In this way, concrete moldings and ceramic molded bodies can be efficiently produced using the product of the present invention, and the product of the present invention is extremely useful as a molding material for these.

(Effects of the Invention) As described above, the present invention produces a cured product by polymerizing and curing a resin liquid mainly composed of a synthetic resin in which multiple types of inorganic fillers and volatile substances having mutually different particle sizes are uniformly distributed. The continuous pore-forming resin molded product is manufactured by continuously heating and removing volatile substances from this cured product and turning the removed residue into pores.The resulting continuous pore-forming resin molded product has high strength and uniformity. Not only does it have fine pores, but the formed pores become continuous pores and have water permeability.Therefore, the continuous pore-forming resin molded product of the present invention is extremely useful as a molding material for concrete products, etc. It is.

Next, the present invention will be explained in detail based on examples.

[Example 1] 600 parts of three types of inorganic fillers (quartz powder) with different particle sizes were added to 100 parts of epoxy resin liquid (weight ratio: 10
0μm 730-100μm / 30μm ＞=1/
2/1) At the same time as blending, 20 parts of ethyl alcohol was blended and mixed, and the mixture was cast into a predetermined mold. Next, this mold together with the mold is heated to harden the resin and at the same time volatilize the ethyl alcohol, producing a molded product 1 having the shape shown in Figure 1.
,2 was obtained. This product showed good performance as a water-permeable type.

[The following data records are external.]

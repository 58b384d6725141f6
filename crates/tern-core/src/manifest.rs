use serde::{Deserialize, Serialize};
use std::collections::{BTreeMap, BTreeSet};
use std::path::{Path, PathBuf};

use crate::config::ConfigFragment;
use crate::error::ConstraintError;
use crate::name::ExtraName;
use crate::requirement::{Requirement, RequirementRoot};
use crate::specifier::VersionSpecifiers;

/// Project manifest file name.
pub const MANIFEST_NAME: &str = "pyproject.toml";

/// The parts of `pyproject.toml` tern reads. Unknown tables are ignored.
#[derive(Debug, Clone, Default, Serialize, Deserialize)]
pub struct Manifest {
    #[serde(default)]
    pub project: Option<ProjectMetadata>,

    #[serde(default, rename = "dependency-groups")]
    pub dependency_groups: BTreeMap<String, Vec<GroupEntry>>,

    #[serde(default)]
    pub tool: ToolTables,
}

/// The `[project]` table.
#[derive(Debug, Clone, Serialize, Deserialize)]
pub struct ProjectMetadata {
    pub name: String,
    #[serde(default)]
    pub version: Option<String>,
    #[serde(default, rename = "requires-python")]
    pub requires_python: Option<String>,
    #[serde(default)]
    pub dependencies: Vec<String>,
    #[serde(default, rename = "optional-dependencies")]
    pub optional_dependencies: BTreeMap<String, Vec<String>>,
}

/// One entry of a dependency group: a requirement, or another group pulled
/// in by name.
#[derive(Debug, Clone, Serialize, Deserialize)]
#[serde(untagged)]
pub enum GroupEntry {
    Requirement(String),
    Include {
        #[serde(rename = "include-group")]
        include_group: String,
    },
}

#[derive(Debug, Clone, Default, Serialize, Deserialize)]
pub struct ToolTables {
    #[serde(default)]
    pub tern: Option<ConfigFragment>,
}

impl Manifest {
    /// Load and parse a `pyproject.toml` file from the given path.
    pub fn from_path(path: &Path) -> miette::Result<Self> {
        let content = std::fs::read_to_string(path).map_err(|e| {
            tern_util::errors::TernError::Manifest {
                message: format!("Failed to read {}: {e}", path.display()),
            }
        })?;
        Self::parse(&content)
    }

    pub fn parse(content: &str) -> miette::Result<Self> {
        toml::from_str(content).map_err(|e| {
            tern_util::errors::TernError::Manifest {
                message: format!("Failed to parse pyproject.toml: {e}"),
            }
            .into()
        })
    }

    /// Walk up from `start` to the nearest directory holding a manifest.
    pub fn find_root(start: &Path) -> Option<PathBuf> {
        tern_util::fs::find_ancestor_with(start, MANIFEST_NAME)
    }

    pub fn requires_python(&self) -> Result<VersionSpecifiers, ConstraintError> {
        match self.project.as_ref().and_then(|p| p.requires_python.as_deref()) {
            Some(raw) => VersionSpecifiers::parse(raw),
            None => Ok(VersionSpecifiers::any()),
        }
    }

    /// Every declared requirement, tagged with the root it belongs to.
    pub fn declarations(&self) -> Result<Vec<Requirement>, ConstraintError> {
        let mut out = Vec::new();
        if let Some(project) = &self.project {
            for raw in &project.dependencies {
                out.push(Requirement::parse(raw)?);
            }
            for (extra, reqs) in &project.optional_dependencies {
                let root = RequirementRoot::OptionalExtra(ExtraName::new(extra)?);
                for raw in reqs {
                    out.push(Requirement::parse(raw)?.with_origin(root.clone()));
                }
            }
        }
        for group in self.dependency_groups.keys() {
            let root = RequirementRoot::DevGroup(ExtraName::new(group)?);
            for req in self.expand_group(group, &mut BTreeSet::new())? {
                out.push(req.with_origin(root.clone()));
            }
        }
        Ok(out)
    }

    fn expand_group(
        &self,
        group: &str,
        visiting: &mut BTreeSet<ExtraName>,
    ) -> Result<Vec<Requirement>, ConstraintError> {
        let key = ExtraName::new(group)?;
        let entries = self
            .dependency_groups
            .iter()
            .find(|(name, _)| ExtraName::new(name).ok().as_ref() == Some(&key))
            .map(|(_, entries)| entries)
            .ok_or_else(|| ConstraintError::Requirement {
                input: group.to_string(),
                reason: "included dependency group does not exist".to_string(),
            })?;
        if !visiting.insert(key.clone()) {
            return Err(ConstraintError::Requirement {
                input: group.to_string(),
                reason: "dependency group includes itself".to_string(),
            });
        }
        let mut out = Vec::new();
        for entry in entries {
            match entry {
                GroupEntry::Requirement(raw) => out.push(Requirement::parse(raw)?),
                GroupEntry::Include { include_group } => {
                    out.extend(self.expand_group(include_group, visiting)?)
                }
            }
        }
        visiting.remove(&key);
        Ok(out)
    }
}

[Example 2] 600 parts of two types of inorganic fillers (alumina) with different particle sizes were added to 100 parts of epoxy resin liquid (weight ratio = 10
0 μm</30 μ+n >= 1 /2 ) and 30 parts of ethylene glycol were added and mixed, and the mixture was poured into a predetermined mold. From this point onwards, the same procedure as in Example 1 was carried out to obtain molded article 1.2. This product showed good performance as a water-permeable type.

[Brief explanation of the drawing]

FIG. 1 is a sectional view of a molding apparatus using a molded article according to an embodiment of the present invention as a mold, and FIG. 2 is an explanatory diagram of its operation. 1...Molded product for upper mold 2...Molded product for lower mold 3
．． 4...Frame body 5.6...Vacuum suction vibrator 7...
・Raw material slurry 8... Molded object 9... Pressure port No. 1
Figure 2

Claims (2)

[Claims] (1) Multiple types of inorganic fillers with different particle sizes are distributed and contained in a close-packed state in a base material mainly made of synthetic resin, with communicating pores being formed between the inorganic filler particles. A resin molded product with continuous pores. (2) When preparing a resin liquid mainly composed of synthetic resin containing multiple types of inorganic fillers and volatile substances with mutually different particle sizes, and polymerizing and curing this resin liquid to form a cured body, the above-mentioned A method for manufacturing a resin molded product with continuous pores, characterized by removing volatile substances by volatilization and forming continuous pores in the residue left after the removal.